Tiere drohten in Regenauslauf-Bauwerk zu ertrinken
Im Januar hatten sich zunächst Dutzende Tiere im Tempelhofer Hafen eingefunden. Wegen des starken Frosts sind zurzeit viele Gewässer mit einer Eisschicht bedeckt. Kormorane sammeln sich daher vielerorts an nicht zugefrorenen Flüssen oder offenen Hafenbecken, um dort nach Fischen jagen zu können.
Wie Bezirksstadträtin Ellenbeck am Freitag mitteilte, meldeten Hafenarbeiter am 12. Januar dann ungewöhnliche Geräusche aus den Schächten der Regenkanäle. In einem Regenauslauf-Bauwerk der Hafenanlage wurden daraufhin die Vögel entdeckt.
Sie waren vermutlich, auf der Suche nach Fischen, unter Wasser ihrer Beute in das Bauwerk gefolgt.
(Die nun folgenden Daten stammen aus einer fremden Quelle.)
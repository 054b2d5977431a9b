use std::fmt;
use std::time::Duration;

use derive_setters::Setters;

use crate::error::{Error, Result};

pub const DEFAULT_BASE_URL: &str = "https://openrouter.ai/api/v1";
pub const DEFAULT_APP_TITLE: &str = "AI Influencer WebApp";
pub const DEFAULT_APP_URL: &str = "https://localhost";

const API_KEY_ENV: &str = "OPENROUTER_API_KEY";
const BASE_URL_ENV: &str = "OPENROUTER_BASE_URL";
const TIMEOUT_ENV: &str = "OPENROUTER_TIMEOUT_SECS";
const MODELS_TTL_ENV: &str = "OPENROUTER_MODELS_TTL_SECS";
const APP_TITLE_ENV: &str = "OPENROUTER_APP_TITLE";
const APP_URL_ENV: &str = "OPENROUTER_APP_URL";

/// Settings for a gateway [`Client`](crate::Client).
#[derive(Clone, PartialEq, Setters)]
#[setters(strip_option, into)]
pub struct GatewayConfig {
    /// Bearer token; requests are sent unauthenticated when absent.
    pub api_key: Option<String>,
    pub base_url: String,
    /// Upper bound for every upstream call.
    pub timeout: Duration,
    /// How long a fetched model catalog is served from cache.
    pub models_ttl: Duration,
    /// Sent as `X-Title` for attribution.
    pub app_title: String,
    /// Sent as `HTTP-Referer` for attribution.
    pub app_url: String,
}

impl Default for GatewayConfig {
    fn default() -> Self {
        Self {
            api_key: None,
            base_url: DEFAULT_BASE_URL.to_string(),
            timeout: Duration::from_secs(120),
            models_ttl: Duration::from_secs(300),
            app_title: DEFAULT_APP_TITLE.to_string(),
            app_url: DEFAULT_APP_URL.to_string(),
        }
    }
}

impl GatewayConfig {
    /// Reads the configuration from the process environment, loading a `.env`
    /// file first when one is present.
    pub fn from_env() -> Result<Self> {
        dotenv::dotenv().ok();
        Self::from_lookup(|key| std::env::var(key).ok())
    }

    /// Builds the configuration from an arbitrary key lookup. Blank values
    /// count as unset.
    pub fn from_lookup(lookup: impl Fn(&str) -> Option<String>) -> Result<Self> {
        let get = |key: &str| {
            lookup(key)
                .map(|value| value.trim().to_string())
                .filter(|value| !value.is_empty())
        };

        let mut config = Self::default();
        config.api_key = get(API_KEY_ENV);
        if let Some(base_url) = get(BASE_URL_ENV) {
            config.base_url = base_url;
        }
        if let Some(timeout) = get(TIMEOUT_ENV) {
            config.timeout = parse_seconds(TIMEOUT_ENV, &timeout)?;
        }
        if let Some(ttl) = get(MODELS_TTL_ENV) {
            config.models_ttl = parse_seconds(MODELS_TTL_ENV, &ttl)?;
        }
        if let Some(title) = get(APP_TITLE_ENV) {
            config.app_title = title;
        }
        if let Some(url) = get(APP_URL_ENV) {
            config.app_url = url;
        }
        Ok(config)
    }
}

impl fmt::Debug for GatewayConfig {
    fn fmt(&self, f: &mut fmt::Formatter<'_>) -> fmt::Result {
        f.debug_struct("GatewayConfig")
            .field("api_key", &self.api_key.as_ref().map(|_| "<redacted>"))
            .field("base_url", &self.base_url)
            .field("timeout", &self.timeout)
            .field("models_ttl", &self.models_ttl)
            .field("app_title", &self.app_title)
            .field("app_url", &self.app_url)
            .finish()
    }
}

fn parse_seconds(key: &str, value: &str) -> Result<Duration> {
    value
        .parse::<f64>()
        .ok()
        .and_then(|seconds| Duration::try_from_secs_f64(seconds).ok())
        .ok_or_else(|| {
            Error::Config(format!(
                "{key} must be a non-negative number of seconds, got '{value}'"
            ))
        })
}
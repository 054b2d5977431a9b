use colored::Colorize;
use influencer_domain::ModelSummary;

const NAME_WIDTH: usize = 36;
const PROVIDER_WIDTH: usize = 16;

/// One plain-text line per model: name, provider, context window and
/// capability tags.
pub fn format_model_row(model: &ModelSummary) -> String {
    let context = model
        .context_length
        .map(|length| length.to_string())
        .unwrap_or_else(|| "-".to_string());
    let capabilities = if model.capabilities.is_empty() {
        "-".to_string()
    } else {
        model.capabilities.iter().collect::<Vec<_>>().join(",")
    };
    let provider = if model.provider.is_empty() { "-" } else { &model.provider };

    format!(
        "{:<NAME_WIDTH$} {:<PROVIDER_WIDTH$} {:>8}  {}  ({})",
        truncate(&model.name, NAME_WIDTH),
        truncate(provider, PROVIDER_WIDTH),
        context,
        capabilities,
        model.id
    )
}

pub fn render_models(models: &[ModelSummary]) -> String {
    let header = format!(
        "{:<NAME_WIDTH$} {:<PROVIDER_WIDTH$} {:>8}  {}",
        "NAME", "PROVIDER", "CONTEXT", "CAPABILITIES"
    );
    let mut lines = vec![header.bold().bright_yellow().to_string()];
    lines.extend(models.iter().map(format_model_row));
    lines.join("\n")
}

/// Keeps only the models tagged with `capability`.
pub fn filter_by_capability(models: Vec<ModelSummary>, capability: &str) -> Vec<ModelSummary> {
    let capability = capability.trim().to_lowercase();
    models
        .into_iter()
        .filter(|model| model.capabilities.contains(&capability))
        .collect()
}

fn truncate(value: &str, width: usize) -> String {
    if value.chars().count() <= width {
        return value.to_string();
    }
    let mut cut: String = value.chars().take(width.saturating_sub(1)).collect();
    cut.push('…');
    cut
}
use serde::{Deserialize, Serialize};
use serde_json::Value;

use crate::{classify_capabilities, CapabilitySet, ModelDescriptor, ModelId};

/// Condensed view of a catalog record, shaped for display.
#[derive(Clone, Debug, PartialEq, Serialize, Deserialize)]
pub struct ModelSummary {
    pub id: ModelId,
    pub name: String,
    pub provider: String,
    pub capabilities: CapabilitySet,
    pub context_length: Option<u64>,
    pub pricing: Option<Value>,
}

impl ModelSummary {
    /// Returns `None` when the record has no usable identifier.
    pub fn from_descriptor(model: &ModelDescriptor) -> Option<Self> {
        let id = model.id()?;
        Some(Self {
            name: model.name().unwrap_or(id.as_str()).to_string(),
            provider: model.provider().unwrap_or_default().to_string(),
            capabilities: classify_capabilities(model),
            context_length: model.context_length(),
            pricing: model.pricing().cloned(),
            id,
        })
    }
}

/// Summarizes a catalog, dropping records without an identifier and ordering
/// the rest by display name, case-insensitively. Equal names keep their input
/// order.
pub fn summarize_models(models: &[ModelDescriptor]) -> Vec<ModelSummary> {
    let mut summaries: Vec<ModelSummary> = models
        .iter()
        .filter_map(ModelSummary::from_descriptor)
        .collect();
    summaries.sort_by_cached_key(|summary| summary.name.to_lowercase());
    summaries
}
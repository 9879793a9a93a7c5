//! Shared utilities for integration testing.

#![allow(dead_code)]

use std::net::SocketAddr;

use tempfile::TempDir;

use feature_board::config::AppConfig;
use feature_board::{HttpServer, Shutdown};

/// A running service instance bound to an ephemeral port.
pub struct TestApp {
    pub addr: SocketAddr,
    pub client: reqwest::Client,
    pub upload_dir: TempDir,
    shutdown: Shutdown,
}

impl TestApp {
    pub fn url(&self, path: &str) -> String {
        format!("http://{}{}", self.addr, path)
    }

    /// Names of files currently persisted in the upload directory.
    pub fn uploaded_files(&self) -> Vec<String> {
        std::fs::read_dir(self.upload_dir.path())
            .unwrap()
            .map(|entry| entry.unwrap().file_name().to_string_lossy().into_owned())
            .collect()
    }
}

impl Drop for TestApp {
    fn drop(&mut self) {
        self.shutdown.trigger();
    }
}

/// Spawn the service with a config the functional tests won't rate-limit on.
pub async fn spawn_app() -> TestApp {
    spawn_app_with(|_| {}).await
}

/// Spawn the service, letting the test adjust the config first.
pub async fn spawn_app_with(mutate: impl FnOnce(&mut AppConfig)) -> TestApp {
    let upload_dir = tempfile::tempdir().unwrap();

    let mut config = AppConfig::default();
    config.upload.dir = upload_dir.path().to_path_buf();
    // Generous so only the rate-limit tests, which tighten it, ever hit 429.
    config.rate_limit.requests_per_window = 10_000;
    mutate(&mut config);

    let listener = tokio::net::TcpListener::bind("127.0.0.1:0").await.unwrap();
    let addr = listener.local_addr().unwrap();

    let shutdown = Shutdown::new();
    let receiver = shutdown.subscribe();
    let server = HttpServer::new(config);
    tokio::spawn(async move {
        let _ = server.run(listener, receiver).await;
    });

    TestApp {
        addr,
        client: reqwest::Client::new(),
        upload_dir,
        shutdown,
    }
}
//! Configuration loading from disk.

use std::path::Path;

use thiserror::Error;

use crate::config::schema::AppConfig;
use crate::config::validation::{validate_config, ValidationError};

/// Error type for configuration loading.
#[derive(Debug, Error)]
pub enum ConfigError {
    #[error("IO error: {0}")]
    Io(#[from] std::io::Error),
    #[error("Parse error: {0}")]
    Parse(#[from] toml::de::Error),
    #[error("Validation failed: {}", format_errors(.0))]
    Validation(Vec<ValidationError>),
}

fn format_errors(errors: &[ValidationError]) -> String {
    errors
        .iter()
        .map(ToString::to_string)
        .collect::<Vec<_>>()
        .join(", ")
}

/// Load and validate configuration from a TOML file.
pub fn load_config(path: &Path) -> Result<AppConfig, ConfigError> {
    let content = std::fs::read_to_string(path)?;
    let config: AppConfig = toml::from_str(&content)?;

    validate_config(&config).map_err(ConfigError::Validation)?;

    Ok(config)
}

#[cfg(test)]
mod tests {
    use super::*;

    #[test]
    fn loads_partial_config_over_defaults() {
        let dir = tempfile::tempdir().unwrap();
        let path = dir.path().join("app.toml");
        std::fs::write(
            &path,
            "[rate_limit]\nrequests_per_window = 25\n\n[listener]\nbind_address = \"127.0.0.1:9000\"\n",
        )
        .unwrap();

        let config = load_config(&path).unwrap();
        assert_eq!(config.rate_limit.requests_per_window, 25);
        assert_eq!(config.rate_limit.window_ms, 1000);
        assert_eq!(config.listener.bind_address, "127.0.0.1:9000");
    }

    #[test]
    fn rejects_semantically_invalid_config() {
        let dir = tempfile::tempdir().unwrap();
        let path = dir.path().join("app.toml");
        std::fs::write(&path, "[rate_limit]\nrequests_per_window = 0\n").unwrap();

        assert!(matches!(
            load_config(&path),
            Err(ConfigError::Validation(_))
        ));
    }
}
Nach dem Auftauchen hätten viele Kormorane dann vermutlich nicht mehr zurückgefunden. Da die Tiere in der Anlage aufgrund mangelnder “Sitzplätze” ihre Federn nicht trocknen konnten, seien sie schnell in Gefahr geraten, zu ertrinken.
Das Gefieder von Kormoranen ist weniger wasserabweisend als das anderer Wasservögel. Dadurch können sie besser tauchen, weil der Auftrieb nicht so stark ist – sie müssen aber zwischendurch die Federn trocknen.